■ INSTRUCTIONS TO FOLLOW ■
Your response should contain each line of the data that includes "field".

■ TASK MATERIAL ■

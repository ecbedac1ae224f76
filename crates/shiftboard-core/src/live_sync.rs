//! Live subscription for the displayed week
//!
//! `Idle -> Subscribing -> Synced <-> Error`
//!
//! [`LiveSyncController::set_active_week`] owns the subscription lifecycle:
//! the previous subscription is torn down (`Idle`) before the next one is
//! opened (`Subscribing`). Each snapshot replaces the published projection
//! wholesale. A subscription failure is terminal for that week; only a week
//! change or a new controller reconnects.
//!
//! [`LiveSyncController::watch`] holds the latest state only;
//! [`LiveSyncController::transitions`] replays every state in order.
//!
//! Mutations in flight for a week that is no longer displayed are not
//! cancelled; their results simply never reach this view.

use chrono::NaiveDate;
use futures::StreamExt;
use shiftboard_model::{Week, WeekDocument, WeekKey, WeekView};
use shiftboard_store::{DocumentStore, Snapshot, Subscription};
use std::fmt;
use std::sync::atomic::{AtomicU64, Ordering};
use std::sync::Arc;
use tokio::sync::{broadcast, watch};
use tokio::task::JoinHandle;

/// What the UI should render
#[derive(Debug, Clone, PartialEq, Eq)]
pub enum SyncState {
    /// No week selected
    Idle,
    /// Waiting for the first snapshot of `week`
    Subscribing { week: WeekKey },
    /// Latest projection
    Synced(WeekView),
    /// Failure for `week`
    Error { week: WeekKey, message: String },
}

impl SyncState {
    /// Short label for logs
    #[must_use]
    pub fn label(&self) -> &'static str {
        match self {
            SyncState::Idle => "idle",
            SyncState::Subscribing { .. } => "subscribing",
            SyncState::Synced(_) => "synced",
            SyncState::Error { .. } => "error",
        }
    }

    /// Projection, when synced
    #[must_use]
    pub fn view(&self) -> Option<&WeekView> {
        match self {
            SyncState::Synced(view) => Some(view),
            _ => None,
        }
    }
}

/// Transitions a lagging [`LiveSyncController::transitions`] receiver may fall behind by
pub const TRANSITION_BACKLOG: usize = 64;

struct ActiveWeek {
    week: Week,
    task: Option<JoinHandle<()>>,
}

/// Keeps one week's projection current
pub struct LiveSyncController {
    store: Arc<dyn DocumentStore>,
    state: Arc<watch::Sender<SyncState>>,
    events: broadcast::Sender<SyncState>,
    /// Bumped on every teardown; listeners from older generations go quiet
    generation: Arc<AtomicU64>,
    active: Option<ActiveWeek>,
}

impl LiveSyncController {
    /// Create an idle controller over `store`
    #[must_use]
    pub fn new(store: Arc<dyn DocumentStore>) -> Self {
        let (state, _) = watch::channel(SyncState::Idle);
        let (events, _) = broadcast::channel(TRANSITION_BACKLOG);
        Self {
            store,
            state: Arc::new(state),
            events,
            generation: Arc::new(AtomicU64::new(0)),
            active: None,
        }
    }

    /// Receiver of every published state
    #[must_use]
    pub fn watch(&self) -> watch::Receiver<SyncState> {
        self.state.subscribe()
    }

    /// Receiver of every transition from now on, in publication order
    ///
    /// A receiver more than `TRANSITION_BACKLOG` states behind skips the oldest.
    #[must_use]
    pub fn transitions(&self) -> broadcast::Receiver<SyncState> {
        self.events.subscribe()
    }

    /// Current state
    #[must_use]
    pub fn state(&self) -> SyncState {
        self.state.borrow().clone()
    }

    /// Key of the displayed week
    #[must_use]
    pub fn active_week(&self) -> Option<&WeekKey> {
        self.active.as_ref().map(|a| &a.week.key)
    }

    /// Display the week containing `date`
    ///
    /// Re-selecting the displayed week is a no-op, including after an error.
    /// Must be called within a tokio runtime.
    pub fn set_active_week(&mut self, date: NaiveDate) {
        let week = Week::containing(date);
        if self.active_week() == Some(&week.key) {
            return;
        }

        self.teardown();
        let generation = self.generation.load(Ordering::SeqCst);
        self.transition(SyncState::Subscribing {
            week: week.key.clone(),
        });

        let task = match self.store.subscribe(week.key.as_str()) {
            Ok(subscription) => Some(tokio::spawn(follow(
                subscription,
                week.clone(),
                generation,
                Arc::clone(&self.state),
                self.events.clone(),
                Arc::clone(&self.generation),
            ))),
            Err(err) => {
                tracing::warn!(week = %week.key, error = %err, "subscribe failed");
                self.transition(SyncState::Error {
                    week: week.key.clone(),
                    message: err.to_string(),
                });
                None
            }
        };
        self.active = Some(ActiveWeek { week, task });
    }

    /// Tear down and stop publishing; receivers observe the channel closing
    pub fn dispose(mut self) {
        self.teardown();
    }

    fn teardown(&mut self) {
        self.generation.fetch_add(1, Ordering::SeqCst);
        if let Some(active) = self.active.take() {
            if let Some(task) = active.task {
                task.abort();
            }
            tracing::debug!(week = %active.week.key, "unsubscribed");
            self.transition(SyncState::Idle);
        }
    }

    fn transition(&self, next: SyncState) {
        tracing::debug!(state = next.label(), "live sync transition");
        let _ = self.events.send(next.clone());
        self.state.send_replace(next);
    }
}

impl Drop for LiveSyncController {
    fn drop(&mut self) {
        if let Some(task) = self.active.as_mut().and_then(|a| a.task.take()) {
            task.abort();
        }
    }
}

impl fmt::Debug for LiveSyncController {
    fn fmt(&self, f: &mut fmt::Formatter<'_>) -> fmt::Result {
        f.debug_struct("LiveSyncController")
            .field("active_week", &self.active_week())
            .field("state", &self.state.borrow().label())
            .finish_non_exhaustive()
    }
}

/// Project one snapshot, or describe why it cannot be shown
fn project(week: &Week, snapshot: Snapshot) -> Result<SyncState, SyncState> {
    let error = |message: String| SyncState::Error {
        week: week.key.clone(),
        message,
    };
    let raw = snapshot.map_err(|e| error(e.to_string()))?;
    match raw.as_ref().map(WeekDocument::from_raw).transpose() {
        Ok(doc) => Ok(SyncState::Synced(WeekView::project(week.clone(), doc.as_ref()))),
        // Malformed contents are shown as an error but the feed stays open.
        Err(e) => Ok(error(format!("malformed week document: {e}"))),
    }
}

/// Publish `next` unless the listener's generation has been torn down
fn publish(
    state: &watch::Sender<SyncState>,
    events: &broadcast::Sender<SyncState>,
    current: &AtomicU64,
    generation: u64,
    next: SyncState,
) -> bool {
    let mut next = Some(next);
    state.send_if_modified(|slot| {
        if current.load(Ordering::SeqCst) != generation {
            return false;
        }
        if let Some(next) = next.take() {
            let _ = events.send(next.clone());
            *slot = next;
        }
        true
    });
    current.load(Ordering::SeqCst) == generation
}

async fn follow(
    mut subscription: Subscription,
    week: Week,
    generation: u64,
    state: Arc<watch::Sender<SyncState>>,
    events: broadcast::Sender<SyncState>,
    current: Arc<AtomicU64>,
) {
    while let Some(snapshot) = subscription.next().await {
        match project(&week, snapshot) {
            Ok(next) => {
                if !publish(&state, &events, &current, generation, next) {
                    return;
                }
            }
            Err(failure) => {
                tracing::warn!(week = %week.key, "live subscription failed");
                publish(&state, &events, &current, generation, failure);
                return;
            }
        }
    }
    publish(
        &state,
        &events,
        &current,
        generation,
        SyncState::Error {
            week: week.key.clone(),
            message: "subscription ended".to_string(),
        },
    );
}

■ OUTPUT OF THE EXERCISE ■
            .field("active_week", &self.active_week())
            .field("state", &self.state.borrow().label())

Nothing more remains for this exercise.